→ **YOUR OBJECTIVE**
Which lines of the records contain the word "PathBuf"? Show each of them.

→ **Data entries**
· · · ·

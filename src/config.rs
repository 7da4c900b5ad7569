//! Explorer configuration.
//!
//! Configuration is an optional TOML file. Every key has a default, so an
//! empty or missing file yields [`Config::default`]. Unknown keys are rejected
//! to surface typos early.
//!
//! ```toml
//! # ~/.config/spacex-explorer/config.toml
//! api_base_url = "https://api.spacexdata.com/v4"
//! data_dir = "~/.local/share/spacex-explorer"
//! search_debounce_ms = 300
//! launches_ttl_secs = 300
//! rocket_ttl_secs = 600
//! request_timeout_secs = 10
//! theme = "catppuccin-mocha"
//! trace_level = "debug"
//! ```

use crate::domain::error::{ExplorerError, Result};
use crate::infrastructure::paths;
use crate::source::DEFAULT_API_BASE;
use serde::{Deserialize, Serialize};
use std::fs;
use std::path::{Path, PathBuf};
use std::time::Duration;

/// Runtime configuration for the explorer.
#[derive(Debug, Clone, PartialEq, Eq, Serialize, Deserialize)]
#[serde(default, deny_unknown_fields)]
pub struct Config {
    /// Base URL of the launch API, without trailing slash.
    pub api_base_url: String,

    /// Directory holding the favorites file and the log file.
    ///
    /// `None` selects the platform data directory.
    pub data_dir: Option<PathBuf>,

    /// Quiet period before typed search text is applied.
    pub search_debounce_ms: u64,

    /// How long a fetched launch list stays fresh.
    pub launches_ttl_secs: u64,

    /// How long a fetched rocket stays fresh.
    pub rocket_ttl_secs: u64,

    /// Per-request timeout for the launch API.
    pub request_timeout_secs: u64,

    /// Built-in theme name. Ignored if `theme_file` is set.
    pub theme: Option<String>,

    /// Path to a custom TOML theme file.
    pub theme_file: Option<PathBuf>,

    /// Log filter directive, e.g. `debug` or `spacex_explorer=trace`.
    ///
    /// `RUST_LOG` and `--log-level` take precedence.
    pub trace_level: Option<String>,
}

impl Default for Config {
    fn default() -> Self {
        Self {
            api_base_url: DEFAULT_API_BASE.to_string(),
            data_dir: None,
            search_debounce_ms: 300,
            launches_ttl_secs: 5 * 60,
            rocket_ttl_secs: 10 * 60,
            request_timeout_secs: 10,
            theme: None,
            theme_file: None,
            trace_level: None,
        }
    }
}

impl Config {
    /// Loads configuration.
    ///
    /// An explicit `path` must exist. Without one, the platform config file is
    /// read when present and defaults are used otherwise.
    ///
    /// # Errors
    ///
    /// Returns [`ExplorerError::Config`] if the file cannot be read or is not
    /// valid configuration TOML.
    pub fn load(path: Option<&Path>) -> Result<Self> {
        let path = match path {
            Some(path) => Some(paths::expand_tilde(path)),
            None => paths::default_config_file().filter(|p| p.is_file()),
        };

        let Some(path) = path else {
            return Ok(Self::default());
        };

        let contents = fs::read_to_string(&path).map_err(|e| {
            ExplorerError::Config(format!("failed to read {}: {e}", path.display()))
        })?;

        Self::from_toml(&contents)
            .map_err(|e| ExplorerError::Config(format!("{}: {e}", path.display())))
    }

    /// Parses configuration from TOML text.
    ///
    /// # Errors
    ///
    /// Returns [`ExplorerError::Config`] on invalid TOML, unknown keys or
    /// mistyped values.
    ///
    /// # Examples
    ///
    /// ```
    /// use spacex_explorer::Config;
    ///
    /// let config = Config::from_toml("search_debounce_ms = 150")?;
    /// assert_eq!(config.search_debounce_ms, 150);
    /// assert_eq!(config.request_timeout_secs, 10);
    /// # Ok::<(), spacex_explorer::ExplorerError>(())
    /// ```
    pub fn from_toml(contents: &str) -> Result<Self> {
        let mut config: Self =
            toml::from_str(contents).map_err(|e| ExplorerError::Config(e.to_string()))?;

        config.data_dir = config.data_dir.map(paths::expand_tilde);
        config.theme_file = config.theme_file.map(paths::expand_tilde);
        Ok(config)
    }

    /// Data directory to use, falling back to the platform default.
    #[must_use]
    pub fn data_dir(&self) -> PathBuf {
        self.data_dir
            .clone()
            .unwrap_or_else(paths::default_data_dir)
    }

    /// Search debounce delay.
    #[must_use]
    pub const fn search_debounce(&self) -> Duration {
        Duration::from_millis(self.search_debounce_ms)
    }
}

#[cfg(test)]
mod tests {
    use super::*;
    use std::io::Write;

    #[test]
    fn empty_file_yields_defaults() {
        let config = Config::from_toml("").expect("empty config parses");
        assert_eq!(config, Config::default());
        assert_eq!(config.search_debounce(), Duration::from_millis(300));
        assert_eq!(config.launches_ttl_secs, 300);
        assert_eq!(config.rocket_ttl_secs, 600);
    }

    #[test]
    fn unknown_keys_are_rejected() {
        let err = Config::from_toml("scan_depth = 4").expect_err("unknown key");
        assert!(matches!(err, ExplorerError::Config(_)));
    }

    #[test]
    fn mistyped_values_are_rejected() {
        let err = Config::from_toml("search_debounce_ms = \"fast\"").expect_err("bad type");
        assert!(matches!(err, ExplorerError::Config(_)));
    }

    #[test]
    fn loads_explicit_file() {
        let mut file = tempfile::NamedTempFile::new().expect("temp file");
        writeln!(
            file,
            "api_base_url = \"http://localhost:9000/v4\"\ndata_dir = \"/srv/launches\"\ntheme = \"catppuccin-latte\""
        )
        .expect("write config");

        let config = Config::load(Some(file.path())).expect("config loads");
        assert_eq!(config.api_base_url, "http://localhost:9000/v4");
        assert_eq!(config.data_dir(), PathBuf::from("/srv/launches"));
        assert_eq!(config.theme.as_deref(), Some("catppuccin-latte"));
    }

    #[test]
    fn missing_explicit_file_is_an_error() {
        let dir = tempfile::tempdir().expect("temp dir");
        let err = Config::load(Some(&dir.path().join("absent.toml"))).expect_err("missing file");
        assert!(matches!(err, ExplorerError::Config(_)));
    }
}
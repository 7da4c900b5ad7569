//! Rocket detail record.

use serde::Deserialize;

/// Vehicle information fetched lazily for a launch's detail view.
///
/// Looked up by [`Launch::rocket`](crate::domain::Launch::rocket) and cached per
/// id for the rest of the session.
#[derive(Debug, Clone, Default, PartialEq, Deserialize)]
pub struct Rocket {
    pub id: String,
    pub name: String,
    #[serde(rename = "type", default)]
    pub rocket_type: String,
    #[serde(default)]
    pub active: bool,
    #[serde(default)]
    pub stages: u32,
    #[serde(default)]
    pub boosters: u32,
    /// Cost per launch in US dollars.
    #[serde(default)]
    pub cost_per_launch: u64,
    #[serde(default)]
    pub success_rate_pct: f64,
    #[serde(default)]
    pub first_flight: String,
    #[serde(default)]
    pub country: String,
    #[serde(default)]
    pub company: String,
    #[serde(default)]
    pub description: String,
}

impl Rocket {
    /// Cost per launch with thousands separators, e.g. `$50,000,000`.
    ///
    /// # Examples
    ///
    /// ```
    /// # use spacex_explorer::domain::Rocket;
    /// # let json = r#"{"id":"r","name":"Falcon 1","cost_per_launch":6700000}"#;
    /// let rocket: Rocket = serde_json::from_str(json).unwrap();
    /// assert_eq!(rocket.cost_label(), "$6,700,000");
    /// ```
    #[must_use]
    pub fn cost_label(&self) -> String {
        let digits = self.cost_per_launch.to_string();
        let mut grouped = String::with_capacity(digits.len() + digits.len() / 3 + 1);
        grouped.push('$');
        for (i, digit) in digits.chars().enumerate() {
            if i > 0 && (digits.len() - i) % 3 == 0 {
                grouped.push(',');
            }
            grouped.push(digit);
        }
        grouped
    }

    /// Success rate as a whole percentage, e.g. `97%`.
    #[must_use]
    pub fn success_rate_label(&self) -> String {
        format!("{:.0}%", self.success_rate_pct)
    }
}

#[cfg(test)]
mod tests {
    use super::*;

    #[test]
    fn deserializes_rocket_payload() {
        let json = r#"{
            "id": "5e9d0d95eda69973a809d1ec",
            "name": "Falcon 9",
            "type": "rocket",
            "active": true,
            "stages": 2,
            "boosters": 0,
            "cost_per_launch": 50000000,
            "success_rate_pct": 98,
            "first_flight": "2010-06-04",
            "country": "United States",
            "company": "SpaceX",
            "description": "Falcon 9 is a two-stage rocket.",
            "height": { "meters": 70, "feet": 229.6 }
        }"#;

        let rocket: Rocket = serde_json::from_str(json).expect("valid rocket json");
        assert_eq!(rocket.rocket_type, "rocket");
        assert_eq!(rocket.stages, 2);
        assert!((rocket.success_rate_pct - 98.0).abs() < f64::EPSILON);
        assert_eq!(rocket.cost_label(), "$50,000,000");
        assert_eq!(rocket.success_rate_label(), "98%");
    }

    #[test]
    fn small_costs_have_no_separator() {
        let rocket: Rocket =
            serde_json::from_str(r#"{"id":"r","name":"Test","cost_per_launch":950}"#).expect("json");
        assert_eq!(rocket.cost_label(), "$950");
    }
}
//! Error types for the launch explorer.
//!
//! This module defines the centralized error type [`ExplorerError`] and a type alias
//! [`Result`] for convenient error handling throughout the crate. All errors are
//! implemented using the `thiserror` crate for automatic `Error` trait implementation.

use thiserror::Error;

/// The main error type for launch explorer operations.
///
/// Most failure paths in the core degrade to an empty or partial result rather
/// than surfacing one of these; the variants cover the places where a caller
/// genuinely needs to know something went wrong (persisting favorites, talking
/// to the launch API, loading configuration).
///
/// # Examples
///
/// ```
/// use spacex_explorer::ExplorerError;
///
/// fn read_favorites() -> Result<(), ExplorerError> {
///     Err(ExplorerError::Storage("Failed to read file".to_string()))
/// }
/// assert!(read_favorites().is_err());
/// ```
#[derive(Debug, Error)]
pub enum ExplorerError {
    /// Storage operation failed.
    ///
    /// Occurs when reading from or writing to the key-value backend fails.
    #[error("Storage error: {0}")]
    Storage(String),

    /// Filesystem or I/O operation failed.
    #[error("IO error: {0}")]
    Io(#[from] std::io::Error),

    /// The launch data source could not deliver a response.
    ///
    /// Covers transport failures, non-success HTTP statuses and undecodable
    /// bodies. Callers treat this as "no data available" and do not retry.
    #[error("Data source error: {0}")]
    Source(String),

    /// A value could not be parsed into the expected shape.
    #[error("Parse error: {0}")]
    Parse(String),

    /// Theme parsing or application failed.
    #[error("Theme error: {0}")]
    Theme(String),

    /// Communication with the background fetch worker failed.
    #[error("Worker communication error: {0}")]
    Worker(String),

    /// Configuration is invalid or missing.
    #[error("Configuration error: {0}")]
    Config(String),
}

/// A specialized `Result` type for launch explorer operations.
pub type Result<T> = std::result::Result<T, ExplorerError>;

· · · ·

→ **PROBLEM SOLUTION**
use std::path::{Path, PathBuf};
    pub data_dir: Option<PathBuf>,
    pub theme_file: Option<PathBuf>,
    pub fn data_dir(&self) -> PathBuf {
        assert_eq!(config.data_dir(), PathBuf::from("/srv/launches"));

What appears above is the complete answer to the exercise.